MONOPOLY : Le Swatch Group s'offre (enfin) un pôle joaillier
Le 14 / 01 / 2013 à 06:02 Par Le sniper de Business Montres - 1241 mots
Alors que Nick Hayek jurait que la joaillerie n'avait aucun intérêt à ses yeux, ce qui avait motivé sa rupture de contrat avec Tiffany & Co, il n'en vient pas moins de s'offrir une des plus belles références du monde dans l'univers de la haute joaillerie – et de la haute horlogerie... Pourquoi faire ? L"inflexion stratégique n'est pas limpide, mais l'ambition est forte face à des concurrents puissants...
◀▶ CONTRE-ATTAQUE SURPRISE DU SWATCH GROUP
Nick Hayek lâche …
Alors que Nick Hayek jurait que la joaillerie n'avait aucun intérêt à ses yeux, ce qui avait motivé sa rupture de contrat avec Tiffany & Co, il n'en vient pas moins de s'offrir une des plus belles références du monde dans l'univers de la haute joaillerie – et de la haute horlogerie... Pourquoi faire ? L"inflexion stratégique n'est pas limpide, mais l'ambition est forte face à des concurrents puissants...

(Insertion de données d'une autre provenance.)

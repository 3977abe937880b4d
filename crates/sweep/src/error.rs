use serde::{Deserialize, Serialize};
use std::path::PathBuf;
use thiserror::Error;

#[derive(Error, Debug)]
pub enum SweepError {
    #[error("IO error: {0}")]
    Io(#[from] std::io::Error),

    #[error("JSON error: {0}")]
    Json(#[from] serde_json::Error),

    #[error("Configuration error: {0}")]
    Config(String),

    #[error("Cannot read {path}: {source}")]
    Read {
        path: PathBuf,
        #[source]
        source: std::io::Error,
    },

    #[error("File no longer exists: {0}")]
    TargetMissing(PathBuf),

    #[error("File changed since it was scanned: {path}")]
    TargetChanged { path: PathBuf },

    #[error("Destination is occupied: {path}")]
    Conflict { path: PathBuf },

    #[error("External tool error: {tool} failed: {message}")]
    ExternalTool { tool: String, message: String },

    #[error("Archive {archive} holds {entries} entries, expected exactly one file")]
    UndoMismatch { archive: PathBuf, entries: usize },

    #[error("Trash unavailable: {0}")]
    TrashUnavailable(String),

    #[error("Nothing to undo")]
    NothingToUndo,

    #[error("Operation cancelled")]
    Cancelled,

    #[error("Background task failed: {0}")]
    Join(String),
}

impl From<tokio::task::JoinError> for SweepError {
    fn from(err: tokio::task::JoinError) -> Self {
        SweepError::Join(err.to_string())
    }
}

/// Coarse classification of a failure, reported to callers in place of the
/// underlying I/O error.
#[derive(Debug, Clone, Copy, Serialize, Deserialize, PartialEq, Eq, Hash)]
pub enum FailureKind {
    ReadError,
    TargetMissing,
    Conflict,
    ExternalTool,
    UndoMismatch,
    TrashUnavailable,
    Cancelled,
    Io,
}

impl FailureKind {
    pub fn as_str(&self) -> &'static str {
        match self {
            FailureKind::ReadError => "read_error",
            FailureKind::TargetMissing => "target_missing",
            FailureKind::Conflict => "conflict",
            FailureKind::ExternalTool => "external_tool",
            FailureKind::UndoMismatch => "undo_mismatch",
            FailureKind::TrashUnavailable => "trash_unavailable",
            FailureKind::Cancelled => "cancelled",
            FailureKind::Io => "io",
        }
    }
}

impl SweepError {
    pub fn kind(&self) -> FailureKind {
        match self {
            SweepError::Read { .. } => FailureKind::ReadError,
            SweepError::TargetMissing(_) => FailureKind::TargetMissing,
            SweepError::TargetChanged { .. } | SweepError::Conflict { .. } => FailureKind::Conflict,
            SweepError::ExternalTool { .. } => FailureKind::ExternalTool,
            SweepError::UndoMismatch { .. } => FailureKind::UndoMismatch,
            SweepError::TrashUnavailable(_) => FailureKind::TrashUnavailable,
            SweepError::Cancelled => FailureKind::Cancelled,
            SweepError::Io(e) if e.kind() == std::io::ErrorKind::NotFound => {
                FailureKind::TargetMissing
            }
            SweepError::Io(e) if e.kind() == std::io::ErrorKind::AlreadyExists => {
                FailureKind::Conflict
            }
            SweepError::Io(_)
            | SweepError::Json(_)
            | SweepError::Config(_)
            | SweepError::NothingToUndo
            | SweepError::Join(_) => FailureKind::Io,
        }
    }
}

pub type Result<T> = std::result::Result<T, SweepError>;

#[cfg(test)]
mod tests {
    use super::*;
    use std::io;

    #[test]
    fn test_io_not_found_maps_to_target_missing() {
        let err = SweepError::Io(io::Error::new(io::ErrorKind::NotFound, "gone"));
        assert_eq!(err.kind(), FailureKind::TargetMissing);
    }

    #[test]
    fn test_changed_and_conflict_share_kind() {
        let changed = SweepError::TargetChanged { path: PathBuf::from("/a") };
        let conflict = SweepError::Conflict { path: PathBuf::from("/a") };
        assert_eq!(changed.kind(), FailureKind::Conflict);
        assert_eq!(conflict.kind(), FailureKind::Conflict);
    }

    #[test]
    fn test_external_tool_message() {
        let err = SweepError::ExternalTool {
            tool: "zip".to_string(),
            message: "exit code 12".to_string(),
        };
        assert_eq!(err.to_string(), "External tool error: zip failed: exit code 12");
        assert_eq!(err.kind().as_str(), "external_tool");
    }
}
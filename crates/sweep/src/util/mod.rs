pub mod format;
pub mod progress;

pub use format::{format_bytes, format_duration, format_timestamp, parse_size_string};
pub use progress::create_progress_bar;
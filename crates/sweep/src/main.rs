mod cli;

use clap::Parser;
use sweep_lib::Config;

fn init_logging(verbose: bool, quiet: bool) {
    let default_filter = if verbose {
        "info"
    } else if quiet {
        "error"
    } else {
        "warn"
    };
    env_logger::Builder::from_env(env_logger::Env::default().default_filter_or(default_filter))
        .init();
}

#[tokio::main]
async fn main() -> anyhow::Result<()> {
    let cli = cli::Cli::parse();
    init_logging(cli.verbose, cli.quiet);

    let config = Config::new(cli.config)?;
    let cancel = cli::spawn_interrupt_handler();

    match cli.command {
        cli::Commands::Scan { roots, json, output } => {
            cli::scan::handle_scan_command(&config, roots, json, output, cli.quiet, cancel).await?
        }

        cli::Commands::Clean(args) => {
            cli::clean::handle_clean_command(&config, args, cli.quiet, cancel).await?
        }

        cli::Commands::Config { action } => cli::config::handle_config_command(&config, action)?,
    }

    Ok(())
}
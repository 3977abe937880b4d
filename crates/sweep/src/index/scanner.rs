use crate::config::Settings;
use crate::engine::planner::{Planner, PlannerOptions};
use crate::error::{Result, SweepError};
use crate::index::classifier::Classifier;
use crate::index::dedup::{duplicate_groups, size_collisions};
use crate::index::hasher::{fingerprint, Fingerprint};
use crate::index::walker::{walk_root, WalkOptions};
use crate::model::{Category, FileRecord, ScanReport};
use crate::progress::{emit, ProgressEvent, ProgressSender};
use chrono::{DateTime, Utc};
use std::collections::{BTreeMap, HashSet};
use std::path::PathBuf;
use std::sync::Arc;
use tokio::sync::Semaphore;
use tokio::task::JoinSet;
use tokio_util::sync::CancellationToken;

#[derive(Debug, Clone)]
pub struct ScanOptions {
    pub walk: WalkOptions,
    pub old_after_days: i64,
    pub large_file_bytes: u64,
    pub hash_concurrency: usize,
    pub planner: PlannerOptions,
}

impl Default for ScanOptions {
    fn default() -> Self {
        Self {
            walk: WalkOptions::default(),
            old_after_days: 90,
            large_file_bytes: 500 * 1024 * 1024,
            hash_concurrency: 8,
            planner: PlannerOptions::default(),
        }
    }
}

impl ScanOptions {
    pub fn from_settings(settings: &Settings) -> Result<Self> {
        Ok(Self {
            walk: WalkOptions::from_settings(settings)?,
            old_after_days: settings.old_after_days,
            large_file_bytes: settings.large_file_bytes()?,
            hash_concurrency: settings.hash_concurrency.max(1),
            planner: PlannerOptions::from_settings(settings),
        })
    }
}

pub struct Scanner {
    classifier: Arc<Classifier>,
    options: ScanOptions,
    progress: Option<ProgressSender>,
    cancel: CancellationToken,
}

impl Scanner {
    pub fn new(classifier: Classifier, options: ScanOptions) -> Self {
        Self {
            classifier: Arc::new(classifier),
            options,
            progress: None,
            cancel: CancellationToken::new(),
        }
    }

    pub fn from_settings(settings: &Settings) -> Result<Self> {
        Ok(Self::new(
            Classifier::from_settings(settings)?,
            ScanOptions::from_settings(settings)?,
        ))
    }

    pub fn with_progress(mut self, sender: ProgressSender) -> Self {
        self.progress = Some(sender);
        self
    }

    pub fn with_cancellation(mut self, token: CancellationToken) -> Self {
        self.cancel = token;
        self
    }

    pub async fn scan(&self, roots: &[PathBuf]) -> Result<ScanReport> {
        self.scan_at(roots, Utc::now()).await
    }

    /// Scans `roots`, judging file age against `now`.
    ///
    /// Roots are canonicalized, then walked concurrently. A root that cannot
    /// be resolved or read is logged and contributes nothing. Roots naming the
    /// same directory, or nested inside each other, yield each file once.
    pub async fn scan_at(&self, roots: &[PathBuf], now: DateTime<Utc>) -> Result<ScanReport> {
        let (roots, unresolved) = canonical_roots(roots);
        emit(self.progress.as_ref(), ProgressEvent::ScanStarted { roots: roots.len() });

        let (records, skipped) = self.walk_roots(&roots).await?;
        let skipped = skipped + unresolved;
        let fingerprints = self.fingerprint_candidates(&records).await?;

        let duplicate_indices = duplicate_groups(
            fingerprints
                .into_iter()
                .map(|(idx, fp)| (fp.key(), idx)),
        );

        let mut group_of: BTreeMap<usize, String> = BTreeMap::new();
        for (key, members) in &duplicate_indices {
            for idx in members {
                group_of.insert(*idx, key.clone());
            }
        }

        let records: Vec<FileRecord> = records
            .into_iter()
            .enumerate()
            .map(|(idx, record)| match group_of.remove(&idx) {
                Some(key) => record.into_duplicate(key),
                None => record,
            })
            .collect();

        let mut files_by_category: BTreeMap<Category, Vec<FileRecord>> =
            Category::ALL.iter().map(|c| (*c, Vec::new())).collect();
        for record in &records {
            files_by_category
                .entry(record.category)
                .or_default()
                .push(record.clone());
        }

        let duplicates: BTreeMap<String, Vec<FileRecord>> = duplicate_indices
            .into_iter()
            .map(|(key, members)| {
                let files = members.into_iter().map(|idx| records[idx].clone()).collect();
                (key, files)
            })
            .collect();

        let old_files: Vec<FileRecord> = records
            .iter()
            .filter(|r| r.is_old(now, self.options.old_after_days))
            .cloned()
            .collect();
        let large_files: Vec<FileRecord> = records
            .iter()
            .filter(|r| r.is_large(self.options.large_file_bytes))
            .cloned()
            .collect();

        let suggested_actions = Planner::new(self.options.planner.clone()).plan(
            &old_files,
            &duplicates,
            &large_files,
            now,
        );

        emit(
            self.progress.as_ref(),
            ProgressEvent::ScanFinished { total_files: records.len() },
        );

        log::info!(
            "Scanned {} files: {} duplicate groups, {} old, {} large, {} actions",
            records.len(),
            duplicates.len(),
            old_files.len(),
            large_files.len(),
            suggested_actions.len()
        );

        Ok(ScanReport {
            roots,
            scanned_at: now,
            total_files: records.len(),
            skipped_entries: skipped,
            files_by_category,
            duplicates,
            old_files,
            large_files,
            suggested_actions,
        })
    }

    /// Walks every root on the blocking pool. Returns records sorted by path.
    async fn walk_roots(&self, roots: &[PathBuf]) -> Result<(Vec<FileRecord>, usize)> {
        let handles: Vec<_> = roots
            .iter()
            .map(|root| {
                let root = root.clone();
                let classifier = Arc::clone(&self.classifier);
                let options = self.options.walk.clone();
                let cancel = self.cancel.clone();
                tokio::task::spawn_blocking(move || {
                    walk_root(&root, &classifier, &options, &cancel)
                })
            })
            .collect();

        let total = roots.len().max(1);
        let mut seen = HashSet::new();
        let mut records = Vec::new();
        let mut skipped = 0;

        for (done, (root, handle)) in roots.iter().zip(handles).enumerate() {
            match handle.await? {
                Ok((found, stats)) => {
                    skipped += stats.skipped;
                    records.extend(found.into_iter().filter(|r| seen.insert(r.path.clone())));
                }
                Err(SweepError::Cancelled) => return Err(SweepError::Cancelled),
                Err(e) => {
                    log::warn!("Skipping root {}: {}", root.display(), e);
                    skipped += 1;
                }
            }

            let location = root
                .file_name()
                .map(|n| n.to_string_lossy().to_string())
                .unwrap_or_else(|| root.display().to_string());
            emit(
                self.progress.as_ref(),
                ProgressEvent::Scanning {
                    location,
                    fraction: (done + 1) as f64 / total as f64,
                },
            );
        }

        records.sort_by(|a, b| a.path.cmp(&b.path));
        Ok((records, skipped))
    }

    /// Fingerprints files whose size matches at least one other file, at most
    /// `hash_concurrency` at a time.
    async fn fingerprint_candidates(&self, records: &[FileRecord]) -> Result<Vec<(usize, Fingerprint)>> {
        let sizes: Vec<u64> = records.iter().map(|r| r.size).collect();
        let candidates = size_collisions(&sizes);
        let total = candidates.len();

        let semaphore = Arc::new(Semaphore::new(self.options.hash_concurrency.max(1)));
        let mut jobs = JoinSet::new();

        for idx in candidates {
            let path = records[idx].path.clone();
            let size = records[idx].size;
            let semaphore = Arc::clone(&semaphore);
            let cancel = self.cancel.clone();

            jobs.spawn(async move {
                let _permit = semaphore
                    .acquire_owned()
                    .await
                    .map_err(|e| SweepError::Join(e.to_string()))?;
                if cancel.is_cancelled() {
                    return Err(SweepError::Cancelled);
                }
                let fp = tokio::task::spawn_blocking(move || fingerprint(&path, size)).await?;
                Ok::<_, SweepError>((idx, fp))
            });
        }

        let mut results = Vec::with_capacity(total);
        while let Some(joined) = jobs.join_next().await {
            if self.cancel.is_cancelled() {
                jobs.abort_all();
                return Err(SweepError::Cancelled);
            }
            let (idx, fp) = match joined? {
                Ok(pair) => pair,
                Err(e) => {
                    jobs.abort_all();
                    return Err(e);
                }
            };
            results.push((idx, fp));
            emit(
                self.progress.as_ref(),
                ProgressEvent::Hashing { done: results.len(), total },
            );
        }

        Ok(results)
    }
}

/// Resolves each root to an absolute path without `..` or symlinks and drops
/// repeats. Returns the resolved roots and how many failed to resolve.
fn canonical_roots(roots: &[PathBuf]) -> (Vec<PathBuf>, usize) {
    let mut seen = HashSet::new();
    let mut resolved = Vec::new();
    let mut failed = 0;

    for root in roots {
        match std::fs::canonicalize(root) {
            Ok(path) => {
                if seen.insert(path.clone()) {
                    resolved.push(path);
                } else {
                    log::debug!("Root {} already included", root.display());
                }
            }
            Err(e) => {
                log::warn!("Skipping root {}: {}", root.display(), e);
                failed += 1;
            }
        }
    }

    (resolved, failed)
}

◀▶ CONTRE-ATTAQUE SURPRISE DU SWATCH GROUP
Nick Hayek lâche un milliard de dollars
❏❏❏❏ 750 millions pour acquérir 100 % de la haute joaillerie et de l'horlogerie Harry Winston (à l'exception des activités minières, qui redeviennent Dominion Diamond Corporation) et 250 millions pour la reprise de la dette : soit un milliard de dollars pour s'offrir une des plus belles références mondiales. Nick Hayek, qui déclarait publiquement ne plus avoir le moindre intérêt pour le marché de la haute joaillerie [trop fragmenté à ses yeux et pas assez consolidé pour y créer des effets de marque] et qui justifiait ainsi l'impasse de l'aventure Tiffany & Co, n'a pas lésiné pour mettre la main sur la grande légende diamantaire bâtie par Harry Winston et sur une manufacture genevoise de haute horlogerie.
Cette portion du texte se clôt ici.